Re:This is also the case on Firefox

[Deathlizard]

Chrome stores everything in the cloud if you're logged into Google. That's what makes this even more dangerous than it's being reported.

If Chrome is signed into your Google account, and some malicious user gets hold of your Google username and password, then they can retrieve all of your stored passwords simply by installing chrome and logging in. That includes any password on your phone, other systems or otherwise.

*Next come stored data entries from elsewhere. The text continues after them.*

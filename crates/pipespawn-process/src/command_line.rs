//! Windows command-line flattening.
//!
//! `CreateProcessW` takes one string, which the child's C runtime splits
//! back into argv. Arguments are joined with spaces and quoted so that
//! split gives back the original list.

/// Join `argv` into a single command line using the MSVC quoting rules.
pub fn command_line_from_argv<S: AsRef<str>>(argv: &[S]) -> String {
    let mut line = String::new();
    for (i, arg) in argv.iter().enumerate() {
        if i > 0 {
            line.push(' ');
        }
        append_quoted(&mut line, arg.as_ref());
    }
    line
}

fn append_quoted(line: &mut String, arg: &str) {
    let needs_quotes = arg.is_empty() || arg.contains([' ', '\t', '\n', '\u{b}', '"']);
    if !needs_quotes {
        line.push_str(arg);
        return;
    }

    line.push('"');
    let mut backslashes = 0usize;
    for c in arg.chars() {
        match c {
            '\\' => backslashes += 1,
            '"' => {
                // Backslashes before a quote are doubled, plus one for the quote.
                line.extend(std::iter::repeat('\\').take(backslashes * 2 + 1));
                line.push('"');
                backslashes = 0;
            }
            _ => {
                line.extend(std::iter::repeat('\\').take(backslashes));
                line.push(c);
                backslashes = 0;
            }
        }
    }
    // Trailing backslashes would otherwise escape the closing quote.
    line.extend(std::iter::repeat('\\').take(backslashes * 2));
    line.push('"');
}
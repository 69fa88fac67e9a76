use sqlx::postgres::PgRow;
use sqlx::{PgPool, Row};
use uuid::Uuid;

use crate::models::job::{AnalysisJob, JobStatus};

const JOB_COLUMNS: &str = "id, asset_tag, image_path, original_filename, status, result, \
                           error_message, confidence_score, created_at, completed_at, \
                           processing_time";

fn job_from_row(row: &PgRow) -> Result<AnalysisJob, sqlx::Error> {
    let status_str: String = row.try_get("status")?;
    let status = status_str.parse().unwrap_or(JobStatus::Pending);

    Ok(AnalysisJob {
        id: row.try_get("id")?,
        asset_tag: row.try_get("asset_tag")?,
        image_path: row.try_get("image_path")?,
        original_filename: row.try_get("original_filename")?,
        status,
        result: row.try_get("result")?,
        error_message: row.try_get("error_message")?,
        confidence_score: row.try_get("confidence_score")?,
        created_at: row.try_get("created_at")?,
        completed_at: row.try_get("completed_at")?,
        processing_time: row.try_get("processing_time")?,
    })
}

/// Insert a new pending analysis job
pub async fn create_job(
    pool: &PgPool,
    id: Uuid,
    asset_tag: Option<&str>,
    image_path: &str,
    original_filename: Option<&str>,
) -> Result<AnalysisJob, sqlx::Error> {
    let row = sqlx::query(&format!(
        r#"
        INSERT INTO analysis_jobs (id, asset_tag, image_path, original_filename, status)
        VALUES ($1, $2, $3, $4, 'pending')
        RETURNING {JOB_COLUMNS}
        "#,
    ))
    .bind(id)
    .bind(asset_tag)
    .bind(image_path)
    .bind(original_filename)
    .fetch_one(pool)
    .await?;

    job_from_row(&row)
}

/// Get a job by ID
pub async fn get_job(pool: &PgPool, job_id: Uuid) -> Result<Option<AnalysisJob>, sqlx::Error> {
    let row = sqlx::query(&format!(
        r#"
        SELECT {JOB_COLUMNS}
        FROM analysis_jobs
        WHERE id = $1
        "#,
    ))
    .bind(job_id)
    .fetch_optional(pool)
    .await?;

    row.as_ref().map(job_from_row).transpose()
}

/// List jobs newest-first with optional status/asset-tag filters,
/// returning the page and the unpaginated total.
pub async fn list_jobs(
    pool: &PgPool,
    status: Option<JobStatus>,
    asset_tag: Option<&str>,
    skip: i64,
    limit: i64,
) -> Result<(Vec<AnalysisJob>, i64), sqlx::Error> {
    let status_str = status.map(|s| s.to_string());

    let total: i64 = sqlx::query_scalar(
        r#"
        SELECT COUNT(*)
        FROM analysis_jobs
        WHERE ($1::text IS NULL OR status = $1)
          AND ($2::text IS NULL OR asset_tag = $2)
        "#,
    )
    .bind(status_str.as_deref())
    .bind(asset_tag)
    .fetch_one(pool)
    .await?;

    let rows = sqlx::query(&format!(
        r#"
        SELECT {JOB_COLUMNS}
        FROM analysis_jobs
        WHERE ($1::text IS NULL OR status = $1)
          AND ($2::text IS NULL OR asset_tag = $2)
        ORDER BY created_at DESC
        OFFSET $3 LIMIT $4
        "#,
    ))
    .bind(status_str.as_deref())
    .bind(asset_tag)
    .bind(skip)
    .bind(limit)
    .fetch_all(pool)
    .await?;

    let items = rows
        .iter()
        .map(job_from_row)
        .collect::<Result<Vec<_>, _>>()?;

    Ok((items, total))
}

/// Transition a job into the processing state.
pub async fn mark_processing(pool: &PgPool, job_id: Uuid) -> Result<(), sqlx::Error> {
    sqlx::query(
        r#"
        UPDATE analysis_jobs
        SET status = 'processing'
        WHERE id = $1
        "#,
    )
    .bind(job_id)
    .execute(pool)
    .await?;

    Ok(())
}

/// Terminal write for a successful analysis. A single statement so the
/// result, confidence, and completion stamps land atomically.
pub async fn complete_job(
    pool: &PgPool,
    job_id: Uuid,
    result: &serde_json::Value,
    confidence_score: f64,
    processing_time: f64,
) -> Result<(), sqlx::Error> {
    sqlx::query(
        r#"
        UPDATE analysis_jobs
        SET status = 'completed',
            result = $1,
            confidence_score = $2,
            error_message = NULL,
            completed_at = NOW(),
            processing_time = $3
        WHERE id = $4
        "#,
    )
    .bind(result)
    .bind(confidence_score)
    .bind(processing_time)
    .bind(job_id)
    .execute(pool)
    .await?;

    Ok(())
}

/// Terminal write for a failed analysis.
pub async fn fail_job(
    pool: &PgPool,
    job_id: Uuid,
    error_message: &str,
    processing_time: f64,
) -> Result<(), sqlx::Error> {
    sqlx::query(
        r#"
        UPDATE analysis_jobs
        SET status = 'failed',
            result = NULL,
            confidence_score = NULL,
            error_message = $1,
            completed_at = NOW(),
            processing_time = $2
        WHERE id = $3
        "#,
    )
    .bind(error_message)
    .bind(processing_time)
    .bind(job_id)
    .execute(pool)
    .await?;

    Ok(())
}

/// Reset a terminal job to pending for reprocessing, clearing every
/// result and completion field.
pub async fn reset_job(pool: &PgPool, job_id: Uuid) -> Result<(), sqlx::Error> {
    sqlx::query(
        r#"
        UPDATE analysis_jobs
        SET status = 'pending',
            result = NULL,
            error_message = NULL,
            confidence_score = NULL,
            completed_at = NULL,
            processing_time = NULL
        WHERE id = $1
        "#,
    )
    .bind(job_id)
    .execute(pool)
    .await?;

    Ok(())
}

This is why two step authentication, clearing out all stored password, and disabling password storing in sync settings are your friends.

Re:A helpful crutch

[lgw]

The script is indented, but stupid slashcode ignores characters

While stupid slashcode ignores pretty much any 21st century concept, it does support an <ecode> tag, which turns each pair of leading spaces into a level of indention. Bizarre, but workable.

thing
  thing indented
    thing indented more
  another thing
done indenting

It also supports the <tt> tag, which turns each single leading space into a level of indention. Less bizarre, more workable.

thing
  thing indented
    thing indented more
  another thing
done indenting

Re:Firefox has done this for years

[Zalbik]

I don't think people realize that
        The passwords are encrypted on disk.
        The key for the encryption )on Windows at least) is the user's account... so Chrome can transparently decrypt them as long as you're logged in, for user convenience, though in this case it gives the appearance of not being encrypted.
        Chrome MUST be able to store the passwords in a decryptable form so it can USE them, like you asked it to!

Fantastic. I don't think that you realize that the issue people are concerned about is that Chrome will easily display these password in plain text to any user who happens to sit down at an unlocked computer.

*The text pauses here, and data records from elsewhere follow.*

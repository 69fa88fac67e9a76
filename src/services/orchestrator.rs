use std::path::Path;
use std::sync::Arc;
use std::time::Instant;

use sqlx::PgPool;
use uuid::Uuid;

use crate::db::queries;
use crate::models::job::{AnalysisJob, JobStatus};
use crate::services::queue::{JobQueue, QueueError, QueuedJob};
use crate::services::reconciler;
use crate::services::scoring;
use crate::services::storage::{ImageStore, StorageError};
use crate::services::vision::VisionAnalyzer;

#[derive(Debug, thiserror::Error)]
pub enum OrchestratorError {
    #[error("analysis job {0} not found")]
    NotFound(Uuid),

    #[error("analysis job {job_id} is {status}, expected {expected}")]
    InvalidState {
        job_id: Uuid,
        status: JobStatus,
        expected: &'static str,
    },

    #[error("database error: {0}")]
    Db(#[from] sqlx::Error),

    #[error("job queue error: {0}")]
    Queue(#[from] QueueError),

    #[error("image storage error: {0}")]
    Storage(#[from] StorageError),
}

/// Drives the analysis-job state machine.
///
/// `create` and `reprocess` run on the request path and only persist
/// and enqueue; `begin` runs on the worker and owns the
/// pending → processing → completed|failed transitions.
pub struct Orchestrator {
    db: PgPool,
    store: Arc<ImageStore>,
    queue: Arc<JobQueue>,
    vision: Arc<dyn VisionAnalyzer>,
}

impl Orchestrator {
    pub fn new(
        db: PgPool,
        store: Arc<ImageStore>,
        queue: Arc<JobQueue>,
        vision: Arc<dyn VisionAnalyzer>,
    ) -> Self {
        Self {
            db,
            store,
            queue,
            vision,
        }
    }

    /// Persist an uploaded image, insert a pending job, and enqueue it
    /// for background execution. Returns immediately; the caller polls
    /// for completion.
    pub async fn create(
        &self,
        image_bytes: &[u8],
        original_filename: Option<&str>,
        asset_tag: Option<&str>,
    ) -> Result<AnalysisJob, OrchestratorError> {
        let job_id = Uuid::new_v4();
        let path = self.store.save(job_id, original_filename, image_bytes).await?;

        let canonical_tag = asset_tag.map(str::to_uppercase);
        let job = queries::create_job(
            &self.db,
            job_id,
            canonical_tag.as_deref(),
            &path.to_string_lossy(),
            original_filename,
        )
        .await?;

        self.queue.enqueue(&QueuedJob { job_id }).await?;

        metrics::counter!("analysis_jobs_total").increment(1);
        tracing::info!(
            job_id = %job.id,
            asset_tag = canonical_tag.as_deref().unwrap_or("-"),
            filename = original_filename.unwrap_or("-"),
            "Analysis job created"
        );

        Ok(job)
    }

    pub async fn get(&self, job_id: Uuid) -> Result<Option<AnalysisJob>, OrchestratorError> {
        Ok(queries::get_job(&self.db, job_id).await?)
    }

    pub async fn list(
        &self,
        status: Option<JobStatus>,
        asset_tag: Option<&str>,
        skip: i64,
        limit: i64,
    ) -> Result<(Vec<AnalysisJob>, i64), OrchestratorError> {
        let canonical_tag = asset_tag.map(str::to_uppercase);
        Ok(queries::list_jobs(&self.db, status, canonical_tag.as_deref(), skip, limit).await?)
    }

    /// Execute a pending job end to end: normalize, call the vision
    /// model, score, write the terminal state, and reconcile.
    ///
    /// Scheduling guarantees each job is picked up at most once, so a
    /// non-pending job here is a precondition violation, surfaced as
    /// an error rather than skipped.
    pub async fn begin(&self, job_id: Uuid) -> Result<AnalysisJob, OrchestratorError> {
        let start = Instant::now();

        let job = queries::get_job(&self.db, job_id)
            .await?
            .ok_or(OrchestratorError::NotFound(job_id))?;

        if job.status != JobStatus::Pending {
            return Err(OrchestratorError::InvalidState {
                job_id,
                status: job.status,
                expected: "pending",
            });
        }

        queries::mark_processing(&self.db, job_id).await?;

        let outcome = self
            .vision
            .analyze(Path::new(&job.image_path), job.asset_tag.as_deref())
            .await;
        let elapsed = start.elapsed().as_secs_f64();

        match outcome {
            Ok(result) => {
                let confidence = scoring::score(&result);
                // AnalysisResult is plain data; encoding it cannot
                // realistically fail, but a failure is still a failed job.
                match serde_json::to_value(&result) {
                    Ok(value) => {
                        if let Err(e) =
                            queries::complete_job(&self.db, job_id, &value, confidence, elapsed)
                                .await
                        {
                            self.try_mark_failed(
                                job_id,
                                &format!("failed to store analysis result: {e}"),
                                elapsed,
                            )
                            .await;
                            return Err(e.into());
                        }

                        metrics::counter!("analysis_jobs_completed").increment(1);
                        metrics::histogram!("analysis_processing_seconds").record(elapsed);
                        tracing::info!(
                            job_id = %job_id,
                            confidence,
                            processing_seconds = elapsed,
                            "Analysis job completed"
                        );
                    }
                    Err(e) => {
                        queries::fail_job(
                            &self.db,
                            job_id,
                            &format!("failed to encode analysis result: {e}"),
                            elapsed,
                        )
                        .await?;
                        metrics::counter!("analysis_jobs_failed").increment(1);
                    }
                }
            }
            Err(e) => {
                let message = e.to_string();
                tracing::warn!(job_id = %job_id, error = %message, "Analysis job failed");

                // If even the failure write is rejected the job stays
                // in `processing`; the worker surfaces the error.
                queries::fail_job(&self.db, job_id, &message, elapsed).await?;
                metrics::counter!("analysis_jobs_failed").increment(1);
                metrics::histogram!("analysis_processing_seconds").record(elapsed);
            }
        }

        let job = queries::get_job(&self.db, job_id)
            .await?
            .ok_or(OrchestratorError::NotFound(job_id))?;

        if job.status == JobStatus::Completed && job.asset_tag.is_some() {
            reconciler::reconcile(&self.db, &job).await;
        }

        Ok(job)
    }

    /// Reset a terminal job to pending and re-enqueue it. Jobs still
    /// pending or processing are rejected: cancellation of an in-flight
    /// execution is not supported.
    pub async fn reprocess(&self, job_id: Uuid) -> Result<AnalysisJob, OrchestratorError> {
        let job = queries::get_job(&self.db, job_id)
            .await?
            .ok_or(OrchestratorError::NotFound(job_id))?;

        if !job.status.is_terminal() {
            return Err(OrchestratorError::InvalidState {
                job_id,
                status: job.status,
                expected: "completed or failed",
            });
        }

        queries::reset_job(&self.db, job_id).await?;
        self.queue.enqueue(&QueuedJob { job_id }).await?;

        tracing::info!(job_id = %job_id, "Analysis job reset for reprocessing");

        let job = queries::get_job(&self.db, job_id)
            .await?
            .ok_or(OrchestratorError::NotFound(job_id))?;
        Ok(job)
    }

    async fn try_mark_failed(&self, job_id: Uuid, message: &str, elapsed: f64) {
        if let Err(e) = queries::fail_job(&self.db, job_id, message, elapsed).await {
            tracing::error!(
                job_id = %job_id,
                error = %e,
                "Could not record job failure; job left in processing state"
            );
        } else {
            metrics::counter!("analysis_jobs_failed").increment(1);
        }
    }
}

Now to some of the silly supporters of this bizarre behavior:
If I have access to an unlocked user account, I can already: install keyloggers, corupt data, pwn their machine, rape their dog, etc...
Yes, yes you could. But just as there are different levels of security, there are different levels of "hackers". Not everyone out there is a l33t haxor who can own your PC with nothing more than a paper clip, a rubber band and an old FM radio. Security is also intended to stop "casual hackers". A "friend" who is just borrowing your browser for a few minutes. A neighbor who just dropped by and needs to check their email quickly. Your soon to be ex-spouse who wants to check up on what sites you've been visiting...etc. Having a UAC prompt / sudo prompt would at least stop these casual users from finding all your passwords in plain text.

If the browser stores the password, someone could just log onto the site and change it
Yes, but unless they: (1) validated the password change in email, (2) deleted the email notifying the user of password change, (3) changed the browser to have the new password stored, the user would likely notice the change pretty quick. I know I'd notice password changes of this type when my (a) phone, (b) laptop, (c) other PC all stopped being able to access the site that was changed.

People shouldn't store their passwords in the browser....they should use: [insert favorite password storage site here]
Agreed. But in this case, Google should just remove the feature and redirect the user to one of those sites.

The way they have it implemented is:
(a) stupid
(b) insecure
and
(c) dishonest as their messages imply that passwords are stored securely.

And their idiotic defense of this behavior makes me wonder if Google even bothers hiring security-aware people at all. It concerns me enough that even though I don't store passwords in any browser, I'm uninstalling Chrome when I get home. If they are this lax about basic password security, I am very worried about what other stupid security policies they have in Chrome.